From the line with "dropping any identifier." through the line with "let resp = self.http.get(self.collection_url()).send().await?;", repeat the entries verbatim, both end lines included, and add nothing.

___ SOURCE DATA ___

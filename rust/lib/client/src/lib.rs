//! Typed HTTP client for remote entity collections.
//!
//! Every endpoint answers with a `{success, data, error}` envelope. The
//! client unwraps it for single-record calls and hands the normalized
//! envelope back from `list()`, where failures never escape as errors.
//!
//! # Usage
//!
//! ```ignore
//! use llama_client::ResourceClient;
//!
//! let client = ResourceClient::<Llama>::new("http://localhost:8080");
//! let listed = client.list().await;
//! if listed.success {
//!     println!("{} records", listed.data.unwrap_or_default().len());
//! }
//! ```

use std::marker::PhantomData;
use std::sync::Arc;

use serde::{de::DeserializeOwned, Deserialize, Serialize};
use tracing::{debug, warn};

// ── Error ───────────────────────────────────────────────────────────

/// Client-side API error.
#[derive(Debug, thiserror::Error)]
pub enum ApiError {
    #[error("HTTP {status}: {message}")]
    Server { status: u16, message: String },

    #[error("network: {0}")]
    Network(#[from] reqwest::Error),

    #[error("decode: {0}")]
    Decode(String),

    /// The backend answered 2xx but flagged the envelope as unsuccessful.
    #[error("rejected: {0}")]
    Rejected(String),
}

// ── Envelope ────────────────────────────────────────────────────────

/// Uniform response shape shared by every entity endpoint.
#[derive(Debug, Clone, PartialEq, Serialize, Deserialize)]
pub struct Envelope<T> {
    pub success: bool,
    #[serde(skip_serializing_if = "Option::is_none")]
    pub data: Option<T>,
    #[serde(skip_serializing_if = "Option::is_none")]
    pub error: Option<String>,
}

impl<T> Envelope<T> {
    pub fn ok(data: T) -> Self {
        Self {
            success: true,
            data: Some(data),
            error: None,
        }
    }

    pub fn failure(reason: impl Into<String>) -> Self {
        Self {
            success: false,
            data: None,
            error: Some(reason.into()),
        }
    }

    /// Unwrap a successful envelope into its payload.
    pub fn into_result(self) -> Result<T, ApiError> {
        if !self.success {
            return Err(ApiError::Rejected(
                self.error.unwrap_or_else(|| "unspecified failure".into()),
            ));
        }
        self.data
            .ok_or_else(|| ApiError::Decode("envelope has no data".into()))
    }
}

// ── Resource ────────────────────────────────────────────────────────

/// A record type stored in a remote collection.
///
/// Records are addressed at `{base_url}/entities/{collection}/{id}`.
pub trait Resource: Serialize + DeserializeOwned + Clone + Send + Sync + 'static {
    /// JSON field carrying the backend-assigned identifier.
    const ID_FIELD: &'static str = "_id";

    /// Collection segment in the URL, e.g. `llamas`.
    fn collection() -> &'static str;

    /// Identifier, once the backend has assigned one.
    fn id(&self) -> Option<&str>;
}

// ── EntityGateway ───────────────────────────────────────────────────

/// The operations a catalog needs from its backend.
///
/// No delete: the backend does not offer one.
#[async_trait::async_trait]
pub trait EntityGateway<T: Resource>: Send + Sync {
    /// Fetch the full collection. Failures come back as `success = false`.
    async fn list(&self) -> Envelope<Vec<T>>;

    /// Create a record; the backend assigns its identifier.
    async fn create(&self, item: &T) -> Result<T, ApiError>;

    /// Replace the record at `id` with the full payload.
    async fn update(&self, id: &str, item: &T) -> Result<T, ApiError>;
}

#[async_trait::async_trait]
impl<T: Resource, G: EntityGateway<T> + ?Sized> EntityGateway<T> for Arc<G> {
    async fn list(&self) -> Envelope<Vec<T>> {
        (**self).list().await
    }

    async fn create(&self, item: &T) -> Result<T, ApiError> {
        (**self).create(item).await
    }

    async fn update(&self, id: &str, item: &T) -> Result<T, ApiError> {
        (**self).update(id, item).await
    }
}

// ── ResourceClient ──────────────────────────────────────────────────

/// Type-safe client for a single remote collection.
pub struct ResourceClient<T: Resource> {
    http: reqwest::Client,
    base_url: String,
    _phantom: PhantomData<T>,
}

impl<T: Resource> ResourceClient<T> {
    pub fn new(base_url: impl Into<String>) -> Self {
        Self::with_http(reqwest::Client::new(), base_url)
    }

    /// Build on a preconfigured `reqwest::Client` (proxies, headers).
    pub fn with_http(http: reqwest::Client, base_url: impl Into<String>) -> Self {
        Self {
            http,
            base_url: base_url.into().trim_end_matches('/').to_string(),
            _phantom: PhantomData,
        }
    }

    pub fn base_url(&self) -> &str {
        &self.base_url
    }

    /// Collection URL: `{base}/entities/{collection}`.
    fn collection_url(&self) -> String {
        format!("{}/entities/{}", self.base_url, T::collection())
    }

    /// URL for a single record: `{base}/entities/{collection}/{id}`.
    fn item_url(&self, id: &str) -> String {
        format!("{}/{}", self.collection_url(), id)
    }

    /// Parse an envelope response, mapping HTTP errors to `ApiError`.
    async fn parse<R: DeserializeOwned>(resp: reqwest::Response) -> Result<R, ApiError> {
        let status = resp.status();
        if !status.is_success() {
            let code = status.as_u16();
            let body = resp.text().await.unwrap_or_default();
            let message = serde_json::from_str::<Envelope<serde_json::Value>>(&body)
                .ok()
                .and_then(|env| env.error)
                .unwrap_or(body);
            return Err(ApiError::Server { status: code, message });
        }
        let envelope: Envelope<R> = resp
            .json()
            .await
            .map_err(|e| ApiError::Decode(format!("response body: {}", e)))?;
        envelope.into_result()
    }

    /// Serialize a record for creation, dropping any identifier.
    fn creation_body(item: &T) -> Result<serde_json::Value, ApiError> {
        let mut body = serde_json::to_value(item)
            .map_err(|e| ApiError::Decode(format!("request body: {}", e)))?;
        if let Some(map) = body.as_object_mut() {
            map.remove(T::ID_FIELD);
        }
        Ok(body)
    }

    async fn fetch_all(&self) -> Result<Vec<T>, ApiError> {
        let resp = self.http.get(self.collection_url()).send().await?;
        let raw: Vec<serde_json::Value> = Self::parse(resp).await?;
        Ok(Self::decode_records(raw))
    }

    /// Decode each record on its own; records that don't fit `T` are skipped.
    fn decode_records(raw: Vec<serde_json::Value>) -> Vec<T> {
        raw.into_iter()
            .enumerate()
            .filter_map(|(index, value)| {
                let id = value
                    .get(T::ID_FIELD)
                    .and_then(|v| v.as_str())
                    .unwrap_or("-")
                    .to_string();
                serde_json::from_value(value)
                    .inspect_err(|e| {
                        warn!(collection = T::collection(), index, id = %id, error = %e, "skipping undecodable record")
                    })
                    .ok()
            })
            .collect()
    }

    /// List all records, normalized into an envelope.
    pub async fn list(&self) -> Envelope<Vec<T>> {
        match self.fetch_all().await {
            Ok(items) => {
                debug!(collection = T::collection(), count = items.len(), "listed");
                Envelope::ok(items)
            }
            Err(e) => {
                warn!(collection = T::collection(), error = %e, "list failed");
                Envelope::failure(e.to_string())
            }
        }
    }

    /// Get a record by ID.
    pub async fn get(&self, id: &str) -> Result<T, ApiError> {
        let resp = self.http.get(self.item_url(id)).send().await?;
        Self::parse(resp).await
    }

    /// Create a new record. Any identifier on `item` is not sent.
    pub async fn create(&self, item: &T) -> Result<T, ApiError> {
        let body = Self::creation_body(item)?;
        let resp = self.http.post(self.collection_url()).json(&body).send().await?;
        Self::parse(resp).await
    }

    /// Replace an existing record by ID.
    pub async fn update(&self, id: &str, item: &T) -> Result<T, ApiError> {
        let resp = self.http.put(self.item_url(id)).json(item).send().await?;
        Self::parse(resp).await
    }
}

#[async_trait::async_trait]
impl<T: Resource> EntityGateway<T> for ResourceClient<T> {
    async fn list(&self) -> Envelope<Vec<T>> {
        ResourceClient::list(self).await
    }

    async fn create(&self, item: &T) -> Result<T, ApiError> {
        ResourceClient::create(self, item).await
    }

    async fn update(&self, id: &str, item: &T) -> Result<T, ApiError> {
        ResourceClient::update(self, id, item).await
    }
}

___

* ANSWER BELOW:
    /// Serialize a record for creation, dropping any identifier.
    fn creation_body(item: &T) -> Result<serde_json::Value, ApiError> {
        let mut body = serde_json::to_value(item)
            .map_err(|e| ApiError::Decode(format!("request body: {}", e)))?;
        if let Some(map) = body.as_object_mut() {
            map.remove(T::ID_FIELD);
        }
        Ok(body)
    }

    async fn fetch_all(&self) -> Result<Vec<T>, ApiError> {
        let resp = self.http.get(self.collection_url()).send().await?;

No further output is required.